▶ Task details
Tally the lines of the records that contain the string "which", then give the total and nothing more.

Dataset entries:

#####

#![forbid(unsafe_code)]

//! Core: spring physics, lifecycle stages, and list reconciliation.
//!
//! # Role in Springtide
//! `springtide-core` is the host-free half of the library. Everything here is
//! a pure function or a plain data structure: no clocks, no scheduling, no
//! callbacks. The runtime (`springtide-runtime`) layers drivers and host
//! scheduling on top.
//!
//! # Primary responsibilities
//! - **Solver**: closed-form damped oscillator curve (`solver`).
//! - **Settle detection**: debounced convergence rule (`settle`).
//! - **Configuration**: motions, value ranges, lifecycle policy (`config`).
//! - **Stages**: the six-stage open/close lifecycle (`stage`).
//! - **Reconciliation**: pure reducer from live list to records (`reconcile`).
//! - **Multiplexing**: shared vs. per-direction driver planning (`multiplex`).
//!
//! # Feature flags
//! - `tracing`: emit `trace!` events from reconciliation.
//! - `config`: serde derives plus TOML/JSON loading for [`TransitionConfig`].

pub mod config;
pub mod multiplex;
pub mod reconcile;
pub mod record;
pub mod settle;
pub mod solver;
pub mod stage;

pub use config::{
    ConfigError, Directional, InitialMount, Motion, RangeTarget, TransitionConfig,
    TransitionPolicy, ValueRange,
};
pub use multiplex::{DriverKey, DriverLane, DriverPlan, plan_drivers};
pub use reconcile::{GenerationStart, Reconciliation, RecordSet, SettleOutcome, reconcile};
pub use record::{GenerationCounter, GenerationId, TransitionRecord};
pub use settle::{SETTLE_QUORUM, SettleDetector, SettleVerdict};
pub use solver::{DEFAULT_SETTLE_THRESHOLD, SpringParams, SpringSolver, lerp, presets};
pub use stage::{Direction, Stage};
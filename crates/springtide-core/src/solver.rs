#![forbid(unsafe_code)]

//! Closed-form damped harmonic oscillator.
//!
//! Evaluates the released-spring curve directly from elapsed time instead of
//! integrating step by step, so the same parameters always produce the same
//! trajectory regardless of frame pacing.
//!
//! The curve describes fractional travel from `0.0` (release) toward `1.0`
//! (rest):
//!
//!   ω0 = √(stiffness / mass)
//!   ζ  = damping / (2·√(stiffness·mass))
//!
//! - Underdamped (ζ < 1): `1 − e^(−ζ·ω0·t)·(cos(ωd·t) + B·sin(ωd·t))`
//!   with `ωd = ω0·√(1 − ζ²)`.
//! - Critically/over-damped (ζ ≥ 1): `1 − (1 + B·t)·e^(−ω0·t)`.
//!
//! `B` is fixed by `progress(0) = 0` and `progress'(0) = initial_velocity`.
//!
//! # Invariants
//!
//! 1. `progress(0.0) == 0.0` for every valid parameter set.
//! 2. `progress(t) → 1.0` as `t → ∞` whenever `damping > 0`.
//! 3. The solver holds no state; evaluation order does not matter.
//!
//! # Failure Modes
//!
//! - Non-positive mass or stiffness, negative damping, or non-finite values
//!   are caller bugs and panic in [`SpringSolver::new`].
//! - Zero damping oscillates forever and never settles.

use std::time::Duration;

/// Default settle threshold: `|1 − progress|` below which a frame counts
/// toward settling.
pub const DEFAULT_SETTLE_THRESHOLD: f64 = 0.01;

/// Physical parameters of a released spring.
///
/// Immutable once a driver starts; drivers copy the parameters they run with.
#[derive(Debug, Clone, Copy, PartialEq)]
#[cfg_attr(feature = "config", derive(serde::Serialize, serde::Deserialize))]
#[cfg_attr(feature = "config", serde(default))]
pub struct SpringParams {
    /// Mass of the moving body. Must be positive.
    pub mass: f64,
    /// Restoring force strength. Must be positive.
    pub stiffness: f64,
    /// Velocity drag. Must be non-negative.
    pub damping: f64,
    /// Velocity at release, in progress units per second.
    pub initial_velocity: f64,
    /// Settle threshold on `|1 − progress|`.
    pub threshold: f64,
}

impl Default for SpringParams {
    fn default() -> Self {
        Self {
            mass: 1.0,
            stiffness: 100.0,
            damping: 10.0,
            initial_velocity: 0.0,
            threshold: DEFAULT_SETTLE_THRESHOLD,
        }
    }
}

impl SpringParams {
    /// Create parameters with zero initial velocity and the default threshold.
    #[must_use]
    pub fn new(mass: f64, stiffness: f64, damping: f64) -> Self {
        Self {
            mass,
            stiffness,
            damping,
            ..Self::default()
        }
    }

    /// Set the release velocity (builder pattern).
    #[must_use]
    pub fn with_initial_velocity(mut self, velocity: f64) -> Self {
        self.initial_velocity = velocity;
        self
    }

    /// Set the settle threshold (builder pattern).
    #[must_use]
    pub fn with_threshold(mut self, threshold: f64) -> Self {
        self.threshold = threshold;
        self
    }

    /// Natural angular frequency ω0.
    #[inline]
    #[must_use]
    pub fn natural_frequency(&self) -> f64 {
        (self.stiffness / self.mass).sqrt()
    }

    /// Damping ratio ζ.
    #[inline]
    #[must_use]
    pub fn damping_ratio(&self) -> f64 {
        self.damping / (2.0 * (self.stiffness * self.mass).sqrt())
    }

    /// Damping coefficient at which ζ = 1.
    #[must_use]
    pub fn critical_damping(&self) -> f64 {
        2.0 * (self.stiffness * self.mass).sqrt()
    }

    /// Whether the curve oscillates around the rest position.
    #[must_use]
    pub fn is_underdamped(&self) -> bool {
        self.damping_ratio() < 1.0
    }

    /// Whether damping sits at the critical value (within 0.01).
    #[must_use]
    pub fn is_critically_damped(&self) -> bool {
        (self.damping - self.critical_damping()).abs() < 0.01
    }

    /// Whether the curve creeps toward rest without crossing it.
    #[must_use]
    pub fn is_overdamped(&self) -> bool {
        self.damping > self.critical_damping()
    }

    /// List parameter problems. Empty means valid.
    #[must_use]
    pub fn validate(&self) -> Vec<String> {
        let mut errors = Vec::new();
        if !(self.mass.is_finite() && self.mass > 0.0) {
            errors.push(format!("spring mass must be positive, got {}", self.mass));
        }
        if !(self.stiffness.is_finite() && self.stiffness > 0.0) {
            errors.push(format!(
                "spring stiffness must be positive, got {}",
                self.stiffness
            ));
        }
        if !(self.damping.is_finite() && self.damping >= 0.0) {
            errors.push(format!(
                "spring damping must be non-negative, got {}",
                self.damping
            ));
        }
        if !self.initial_velocity.is_finite() {
            errors.push(format!(
                "spring initial velocity must be finite, got {}",
                self.initial_velocity
            ));
        }
        if !(self.threshold.is_finite() && self.threshold > 0.0) {
            errors.push(format!(
                "spring threshold must be positive, got {}",
                self.threshold
            ));
        }
        errors
    }

    /// Build the solver for these parameters.
    ///
    /// # Panics
    ///
    /// Panics if the parameters violate the caller contract (see
    /// [`validate`](Self::validate)).
    #[must_use]
    pub fn solver(&self) -> SpringSolver {
        SpringSolver::new(self)
    }
}

// ---------------------------------------------------------------------------
// Solver
// ---------------------------------------------------------------------------

/// Precomputed closed-form curve for one parameter set.
#[derive(Debug, Clone, Copy, PartialEq)]
pub struct SpringSolver {
    w0: f64,
    zeta: f64,
    wd: f64,
    b: f64,
}

impl SpringSolver {
    /// Precompute ω0, ζ, ωd and the velocity coefficient `B`.
    ///
    /// # Panics
    ///
    /// Panics on non-positive mass or stiffness, negative damping, or
    /// non-finite values.
    #[must_use]
    pub fn new(params: &SpringParams) -> Self {
        assert!(
            params.mass.is_finite() && params.mass > 0.0,
            "spring mass must be positive, got {}",
            params.mass
        );
        assert!(
            params.stiffness.is_finite() && params.stiffness > 0.0,
            "spring stiffness must be positive, got {}",
            params.stiffness
        );
        assert!(
            params.damping.is_finite() && params.damping >= 0.0,
            "spring damping must be non-negative, got {}",
            params.damping
        );
        assert!(
            params.initial_velocity.is_finite(),
            "spring initial velocity must be finite, got {}",
            params.initial_velocity
        );

        let w0 = params.natural_frequency();
        let zeta = params.damping_ratio();
        let v0 = params.initial_velocity;
        let (wd, b) = if zeta < 1.0 {
            let wd = w0 * (1.0 - zeta * zeta).sqrt();
            (wd, (zeta * w0 - v0) / wd)
        } else {
            (0.0, w0 - v0)
        };

        Self { w0, zeta, wd, b }
    }

    /// Natural angular frequency ω0.
    #[inline]
    #[must_use]
    pub fn natural_frequency(&self) -> f64 {
        self.w0
    }

    /// Damping ratio ζ.
    #[inline]
    #[must_use]
    pub fn damping_ratio(&self) -> f64 {
        self.zeta
    }

    /// Progress `t` seconds after release. Negative `t` is treated as zero.
    #[must_use]
    pub fn progress(&self, t: f64) -> f64 {
        let t = t.max(0.0);
        let delta = if self.zeta < 1.0 {
            (-t * self.zeta * self.w0).exp() * ((self.wd * t).cos() + self.b * (self.wd * t).sin())
        } else {
            (1.0 + self.b * t) * (-t * self.w0).exp()
        };
        1.0 - delta
    }

    /// Progress after `elapsed` wall time.
    #[inline]
    #[must_use]
    pub fn at(&self, elapsed: Duration) -> f64 {
        self.progress(elapsed.as_secs_f64())
    }
}

/// Map a unit proportion onto the interval `from → to`.
///
/// Proportions outside `[0, 1]` extrapolate, which is how spring overshoot
/// reaches the consumer.
#[inline]
#[must_use]
pub fn lerp(from: f64, to: f64, proportion: f64) -> f64 {
    from + (to - from) * proportion
}

// ---------------------------------------------------------------------------
// Presets
// ---------------------------------------------------------------------------

/// Common spring configurations for UI motion.
pub mod presets {
    use super::SpringParams;

    /// Gentle spring: slow, with a soft bounce.
    #[must_use]
    pub fn gentle() -> SpringParams {
        SpringParams::new(1.0, 120.0, 14.0)
    }

    /// Wobbly spring: visible overshoot.
    #[must_use]
    pub fn wobbly() -> SpringParams {
        SpringParams::new(1.0, 180.0, 12.0)
    }

    /// Stiff spring: snappy with a slight bounce.
    #[must_use]
    pub fn stiff() -> SpringParams {
        SpringParams::new(1.0, 400.0, 30.0)
    }

    /// Slow spring: low stiffness for background motion.
    #[must_use]
    pub fn slow() -> SpringParams {
        SpringParams::new(1.0, 50.0, 14.0)
    }

    /// Molasses: critically damped, no overshoot.
    #[must_use]
    pub fn molasses() -> SpringParams {
        SpringParams::new(1.0, 100.0, 20.0)
    }

    /// Critically damped spring at stiffness 170.
    #[must_use]
    pub fn critical() -> SpringParams {
        let k: f64 = 170.0;
        SpringParams::new(1.0, k, 2.0 * k.sqrt())
    }
}

// ---------------------------------------------------------------------------
// Tests
// ---------------------------------------------------------------------------
#![forbid(unsafe_code)]

//! Recording of published snapshots.

use std::cell::RefCell;
use std::rc::Rc;

use springtide_core::{Stage, TransitionRecord};

/// Collects every snapshot a transition set publishes.
///
/// Clones share the same log.
pub struct PublishRecorder<K, T> {
    log: Rc<RefCell<Vec<Vec<TransitionRecord<K, T>>>>>,
}

impl<K, T> Clone for PublishRecorder<K, T> {
    fn clone(&self) -> Self {
        Self {
            log: Rc::clone(&self.log),
        }
    }
}

impl<K, T> Default for PublishRecorder<K, T> {
    fn default() -> Self {
        Self {
            log: Rc::new(RefCell::new(Vec::new())),
        }
    }
}

impl<K, T> PublishRecorder<K, T>
where
    K: Clone + PartialEq + 'static,
    T: Clone + 'static,
{
    /// Empty recorder.
    #[must_use]
    pub fn new() -> Self {
        Self::default()
    }

    /// A publish callback that appends to this recorder.
    pub fn sink(&self) -> impl Fn(&[TransitionRecord<K, T>]) + 'static {
        let log = Rc::clone(&self.log);
        move |records| log.borrow_mut().push(records.to_vec())
    }

    /// Number of snapshots published.
    #[must_use]
    pub fn count(&self) -> usize {
        self.log.borrow().len()
    }

    /// Most recent snapshot.
    #[must_use]
    pub fn last(&self) -> Option<Vec<TransitionRecord<K, T>>> {
        self.log.borrow().last().cloned()
    }

    /// Every snapshot so far.
    #[must_use]
    pub fn snapshots(&self) -> Vec<Vec<TransitionRecord<K, T>>> {
        self.log.borrow().clone()
    }

    /// Distinct consecutive stages `key` passed through, in order.
    /// Snapshots where the key is absent are skipped.
    #[must_use]
    pub fn stage_history(&self, key: &K) -> Vec<Stage> {
        let mut history: Vec<Stage> = Vec::new();
        for snapshot in self.log.borrow().iter() {
            if let Some(record) = snapshot.iter().find(|r| r.key() == key) {
                if history.last() != Some(&record.stage()) {
                    history.push(record.stage());
                }
            }
        }
        history
    }

    /// Progress of `key` in every snapshot that contains it.
    #[must_use]
    pub fn progress_history(&self, key: &K) -> Vec<f64> {
        self.log
            .borrow()
            .iter()
            .filter_map(|snapshot| snapshot.iter().find(|r| r.key() == key))
            .map(TransitionRecord::progress)
            .collect()
    }

    /// Forget everything recorded so far.
    pub fn clear(&self) {
        self.log.borrow_mut().clear();
    }
}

#####

▶ Expected output
3